She applied the “Page 99 Test” to her new book, Courage to Dissent: Atlanta and the Long History of the Civil Rights Movement, and reported the following:
As it happens, of all the pages in Courage to Dissent: Atlanta and The Long History of the Civil Rights Movement, page 99 is a particularly revealing window into the essence of the book as a whole.Learn more about Courage to Dissent at the Oxford University Press website.
Courage to Dissent seeks to offer a fresh perspective on the civil rights movement. It does so by exploring the work of unsung civil rights lawyers and activists – people who, it turns out, sometimes pursued goals different from those pursued by national civil rights organizations. The work is set in Atlanta—home to leading civil rights organizations, but also home to a relatively large black middle class and to black ghettos ravaged by poverty.
Courage to Dissent discusses three waves of freedom fighters—styled dissenters from the status quo. Distinct priorities and tactics set the dissenters apart. The first wave of dissenters—the pragmatists of the 1940s and 1950s—sought to undermine Jim Crow incrementally and without destroying the social capital that middle-class blacks had managed to accrue under segregation. The second wave of dissenters—street demonstrators and “movement lawyers” of the 1960s—sought to end segregation once and for all through sit-ins and other protest tactics; they demanded full political and economic empowerment for black communities. The third wave of dissenters—the black poor themselves, including many welfare rights activists—attacked structural inequality in the economy, schools, and politics during the 1970s. Even as these three waves of activists battled the white power structure and racism, they also engaged in fierce debates about which approach to civil rights—pragmatism, public protest, or confronting structural inequality—should rule the day.

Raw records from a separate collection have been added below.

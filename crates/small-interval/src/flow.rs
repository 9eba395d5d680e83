use small_analysis::{AbstractEnvironment, AnalysisError, Bindings, FlowFunction, unsupported};
use small_ast::{Expression, IntBinaryOperator, Statement};

use crate::bound::Bound;
use crate::lattice::IntervalLattice;
use crate::value::IntervalValue;

/// Which assignment rule fired. Rows are tried in declaration order.
#[derive(Clone, Copy, Debug, PartialEq, Eq)]
pub enum IntervalFlowRule {
    /// `x = c`
    Constant,
    /// `x = true` or `x = false`
    BoolConstant,
    /// `x = y`
    Copy,
    /// `x = c op d`
    ConstantFold,
    /// `x = c op d` overflowing or dividing by zero.
    ConstantFoldUndefined,
    /// `x = y + c` with `y` an integer interval.
    AddConstant,
    /// `x = y + c` otherwise.
    AddConstantUnknown,
    /// `x = c + y`, answered by the `y + c` rows.
    CommutedAdd,
    /// `x = y - c`, answered by the `y + (-c)` rows.
    SubConstant,
    /// `x = y + z` where the low bounds sum to `-∞ + +∞`.
    AddUndefinedLow,
    /// `x = y + z` where the high bounds sum to `-∞ + +∞`.
    AddUndefinedHigh,
    /// `x = y + z` with a sum whose low bound exceeds its high bound.
    AddEmpty,
    /// `x = y + z`
    Add,
    /// `x = y * z` where the low bounds multiply to `0 · ∞`.
    MulUndefinedLow,
    /// `x = y * z` where the high bounds multiply to `0 · ∞`.
    MulUndefinedHigh,
    /// `x = y * z` with a product whose low bound exceeds its high bound.
    MulEmpty,
    /// `x = y * z` with both operands non-negative.
    MulNonNegative,
    /// Any other right-hand side.
    Unknown,
}

#[derive(Clone, Copy, Debug, Default)]
pub struct IntervalFlow {
    lattice: IntervalLattice,
}

impl IntervalFlow {
    pub fn new(lattice: IntervalLattice) -> Self {
        Self { lattice }
    }

    fn evaluate(
        &self,
        value: &Expression,
        env: &AbstractEnvironment<IntervalValue>,
    ) -> (IntervalValue, IntervalFlowRule) {
        use IntervalFlowRule as Rule;

        let lookup = |name: &str| env.lookup(&self.lattice, name);
        match value {
            Expression::IntConstant(c) => (IntervalValue::constant(*c), Rule::Constant),
            Expression::BoolConstant(b) => (IntervalValue::boolean(*b), Rule::BoolConstant),
            Expression::Variable(y) => (lookup(y), Rule::Copy),
            Expression::IntBinary {
                left,
                operator,
                right,
            } => match (left.as_ref(), operator, right.as_ref()) {
                (Expression::IntConstant(c), op, Expression::IntConstant(d)) => {
                    match op.evaluate(*c, *d) {
                        Some(result) => (IntervalValue::constant(result), Rule::ConstantFold),
                        None => (IntervalValue::Top, Rule::ConstantFoldUndefined),
                    }
                }
                (Expression::Variable(y), IntBinaryOperator::Add, Expression::IntConstant(c)) => {
                    add_constant(lookup(y), *c)
                }
                (Expression::IntConstant(c), IntBinaryOperator::Add, Expression::Variable(y)) => {
                    let (value, _) = add_constant(lookup(y), *c);
                    (value, Rule::CommutedAdd)
                }
                (Expression::Variable(y), IntBinaryOperator::Sub, Expression::IntConstant(c)) => {
                    match c.checked_neg() {
                        Some(negated) => {
                            let (value, _) = add_constant(lookup(y), negated);
                            (value, Rule::SubConstant)
                        }
                        None => (IntervalValue::Top, Rule::Unknown),
                    }
                }
                (Expression::Variable(y), IntBinaryOperator::Add, Expression::Variable(z)) => {
                    add_variables(lookup(y), lookup(z))
                }
                (Expression::Variable(y), IntBinaryOperator::Mul, Expression::Variable(z)) => {
                    mul_variables(lookup(y), lookup(z))
                }
                _ => (IntervalValue::Top, Rule::Unknown),
            },
            _ => (IntervalValue::Top, Rule::Unknown),
        }
    }
}

fn add_constant(y: IntervalValue, c: i64) -> (IntervalValue, IntervalFlowRule) {
    match y.as_int() {
        Some((low, high)) => (
            IntervalValue::int(low.shift(c), high.shift(c)),
            IntervalFlowRule::AddConstant,
        ),
        None => (IntervalValue::Top, IntervalFlowRule::AddConstantUnknown),
    }
}

fn add_variables(y: IntervalValue, z: IntervalValue) -> (IntervalValue, IntervalFlowRule) {
    use IntervalFlowRule as Rule;

    let (Some((ly, hy)), Some((lz, hz))) = (y.as_int(), z.as_int()) else {
        return (IntervalValue::Top, Rule::Unknown);
    };
    let Some(low) = ly.checked_add(lz) else {
        return (IntervalValue::Top, Rule::AddUndefinedLow);
    };
    let Some(high) = hy.checked_add(hz) else {
        return (IntervalValue::Top, Rule::AddUndefinedHigh);
    };
    if low > high {
        return (IntervalValue::Top, Rule::AddEmpty);
    }
    (IntervalValue::Int { low, high }, Rule::Add)
}

fn mul_variables(y: IntervalValue, z: IntervalValue) -> (IntervalValue, IntervalFlowRule) {
    use IntervalFlowRule as Rule;

    let (Some((ly, hy)), Some((lz, hz))) = (y.as_int(), z.as_int()) else {
        return (IntervalValue::Top, Rule::Unknown);
    };
    let Some(low) = ly.checked_mul(lz) else {
        return (IntervalValue::Top, Rule::MulUndefinedLow);
    };
    let Some(high) = hy.checked_mul(hz) else {
        return (IntervalValue::Top, Rule::MulUndefinedHigh);
    };
    if low > high {
        return (IntervalValue::Top, Rule::MulEmpty);
    }
    if [ly, hy, lz, hz].into_iter().all(Bound::is_non_negative) {
        return (IntervalValue::Int { low, high }, Rule::MulNonNegative);
    }
    (IntervalValue::Top, Rule::Unknown)
}

impl FlowFunction for IntervalFlow {
    type Value = IntervalValue;
    type Rule = IntervalFlowRule;

    fn get_variables(
        &self,
        statement: &Statement,
        env: &AbstractEnvironment<IntervalValue>,
    ) -> Result<(Bindings<IntervalValue>, IntervalFlowRule), AnalysisError> {
        let Statement::Assignment {
            variable, value, ..
        } = statement
        else {
            return Err(unsupported(statement));
        };
        let (result, rule) = self.evaluate(value, env);
        let result = self.lattice.normalize(result);
        Ok((Bindings::from([(variable.clone(), result)]), rule))
    }
}

#[cfg(test)]
mod tests {
    use super::*;

    fn env(entries: &[(&str, IntervalValue)]) -> AbstractEnvironment<IntervalValue> {
        entries
            .iter()
            .map(|(name, value)| (name.to_string(), *value))
            .collect()
    }

    fn assign(
        value: Expression,
        env: &AbstractEnvironment<IntervalValue>,
    ) -> (IntervalValue, IntervalFlowRule) {
        let statement = Statement::assign(1, "x", value);
        let (bindings, rule) = IntervalFlow::default()
            .get_variables(&statement, env)
            .unwrap();
        (bindings["x"], rule)
    }

    fn var(name: &str) -> Expression {
        Expression::variable(name)
    }

    fn op(left: Expression, operator: IntBinaryOperator, right: Expression) -> Expression {
        Expression::binary(left, operator, right)
    }

    #[test]
    fn test_constants() {
        let empty = env(&[]);
        assert_eq!(
            assign(Expression::int(7), &empty),
            (IntervalValue::constant(7), IntervalFlowRule::Constant)
        );
        assert_eq!(
            assign(Expression::bool(false), &empty),
            (IntervalValue::boolean(false), IntervalFlowRule::BoolConstant)
        );
        assert_eq!(
            assign(
                op(Expression::int(0), IntBinaryOperator::Sub, Expression::int(5)),
                &empty
            ),
            (IntervalValue::constant(-5), IntervalFlowRule::ConstantFold)
        );
        assert_eq!(
            assign(
                op(Expression::int(1), IntBinaryOperator::Div, Expression::int(0)),
                &empty
            ),
            (IntervalValue::Top, IntervalFlowRule::ConstantFoldUndefined)
        );
    }

    #[test]
    fn test_large_constants_are_normalized() {
        let (value, _) = assign(Expression::int(1000), &env(&[]));
        assert_eq!(value, IntervalValue::int(500, Bound::PosInf));
    }

    #[test]
    fn test_add_constant_shifts_bounds() {
        let current = env(&[("y", IntervalValue::int(0, Bound::PosInf))]);
        assert_eq!(
            assign(op(var("y"), IntBinaryOperator::Add, Expression::int(1)), &current),
            (
                IntervalValue::int(1, Bound::PosInf),
                IntervalFlowRule::AddConstant
            )
        );
        assert_eq!(
            assign(op(Expression::int(2), IntBinaryOperator::Add, var("y")), &current),
            (
                IntervalValue::int(2, Bound::PosInf),
                IntervalFlowRule::CommutedAdd
            )
        );
        assert_eq!(
            assign(op(var("y"), IntBinaryOperator::Sub, Expression::int(3)), &current),
            (
                IntervalValue::int(-3, Bound::PosInf),
                IntervalFlowRule::SubConstant
            )
        );
    }

    #[test]
    fn test_add_constant_to_non_interval_is_top() {
        let current = env(&[("y", IntervalValue::boolean(true))]);
        assert_eq!(
            assign(op(var("y"), IntBinaryOperator::Add, Expression::int(1)), &current),
            (IntervalValue::Top, IntervalFlowRule::AddConstantUnknown)
        );
        // Unbound variables read as top.
        assert_eq!(
            assign(op(var("w"), IntBinaryOperator::Add, Expression::int(1)), &current),
            (IntervalValue::Top, IntervalFlowRule::AddConstantUnknown)
        );
    }

    #[test]
    fn test_add_variables() {
        let current = env(&[
            ("a", IntervalValue::int(1, 2)),
            ("b", IntervalValue::int(10, 20)),
            ("lo", IntervalValue::int(Bound::NegInf, 0)),
            ("hi", IntervalValue::int(0, Bound::PosInf)),
        ]);
        let add = |y, z| op(var(y), IntBinaryOperator::Add, var(z));
        assert_eq!(
            assign(add("a", "b"), &current),
            (IntervalValue::int(11, 22), IntervalFlowRule::Add)
        );
        assert_eq!(
            assign(add("lo", "hi"), &current),
            (IntervalValue::any_int(), IntervalFlowRule::Add)
        );
        let infinite = env(&[
            ("p", IntervalValue::int(Bound::NegInf, 0)),
            ("q", IntervalValue::int(Bound::PosInf, Bound::PosInf)),
        ]);
        assert_eq!(
            assign(add("p", "q"), &infinite),
            (IntervalValue::Top, IntervalFlowRule::AddUndefinedLow)
        );
    }

    #[test]
    fn test_multiplication_only_for_non_negative_operands() {
        let current = env(&[
            ("f", IntervalValue::int(1, Bound::PosInf)),
            ("i", IntervalValue::int(1, 3)),
            ("n", IntervalValue::int(-2, 3)),
            ("z", IntervalValue::int(0, Bound::PosInf)),
        ]);
        let mul = |y, z| op(var(y), IntBinaryOperator::Mul, var(z));
        assert_eq!(
            assign(mul("f", "i"), &current),
            (
                IntervalValue::int(1, Bound::PosInf),
                IntervalFlowRule::MulNonNegative
            )
        );
        assert_eq!(
            assign(mul("n", "i"), &current),
            (IntervalValue::Top, IntervalFlowRule::Unknown)
        );
        // 0 · +∞ in the high bounds of [0, 0] and [0, +∞].
        let zeros = env(&[
            ("a", IntervalValue::constant(0)),
            ("b", IntervalValue::int(0, Bound::PosInf)),
        ]);
        assert_eq!(
            assign(mul("a", "b"), &zeros),
            (IntervalValue::Top, IntervalFlowRule::MulUndefinedHigh)
        );
    }

    #[test]
    fn test_fallback_is_top() {
        let current = env(&[("b", IntervalValue::constant(2))]);
        let division = op(var("b"), IntBinaryOperator::Div, Expression::int(2));
        assert_eq!(assign(division, &current), (IntervalValue::Top, IntervalFlowRule::Unknown));
        let call = Expression::call("f", vec![var("b")]);
        assert_eq!(assign(call, &current), (IntervalValue::Top, IntervalFlowRule::Unknown));
    }

    #[test]
    fn test_rejects_non_assignment() {
        let statement = Statement::while_loop(3, Expression::bool(true), vec![]);
        let err = IntervalFlow::default()
            .get_variables(&statement, &env(&[]))
            .unwrap_err();
        assert!(matches!(err, AnalysisError::UnsupportedStatement { line: 3, .. }));
    }
}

Upon turning to Page 99, the reader will find a revealing moment in Courage to Dissent when the pragmatists, whose complicated perspective on the merits of racial integration have typically been ignored or misunderstood, take a skeptical view of Brown v. Board of Education, the civil rights landmark In Brown, civil rights lawyers with the national NAACP directly attacked segregation in schools. The NAACP would no longer represent parents who sought greater resources for all-black schools. Page 99 quotes one leading pragmatist’s response to the NAACP’s stance:
C. A. Scott, the editor of the Atlanta Daily World and a leading force in black politics, topped the list of critics. He called equalization of segregated schools a “practically obtainable” and “just” goal. … He rejected the idea that equality under segregation was impossible.Justice motivated the pragmatists, but so did something much more tangible: dollars. Separate schools provided employment opportunities for black teachers—a majority of the black middle class. In turn, such employment opportunities provided other benefits: self-determination, status, and the ability to shape each new generation within the black community.
The class divide cited on page 99 reverberates throughout Courage to Dissent. For it turns out that the three waves of dissenters often disagreed about whether the interests of the black middle- or working-class should take priority in fights over equality in housing, public accommodations, politics, and schools.
Ultimately, the book’s exploration of this broad array of activists’ struggles raises difficult questions that still resonate today. Who is qualified to speak for a community? How much does race matter in representation? And what constitutes educational equality—equality of resources, community control, racial integration, or something else? Perhaps Courage to Dissent’s excavation of the past can shed light on these ongoing controversies.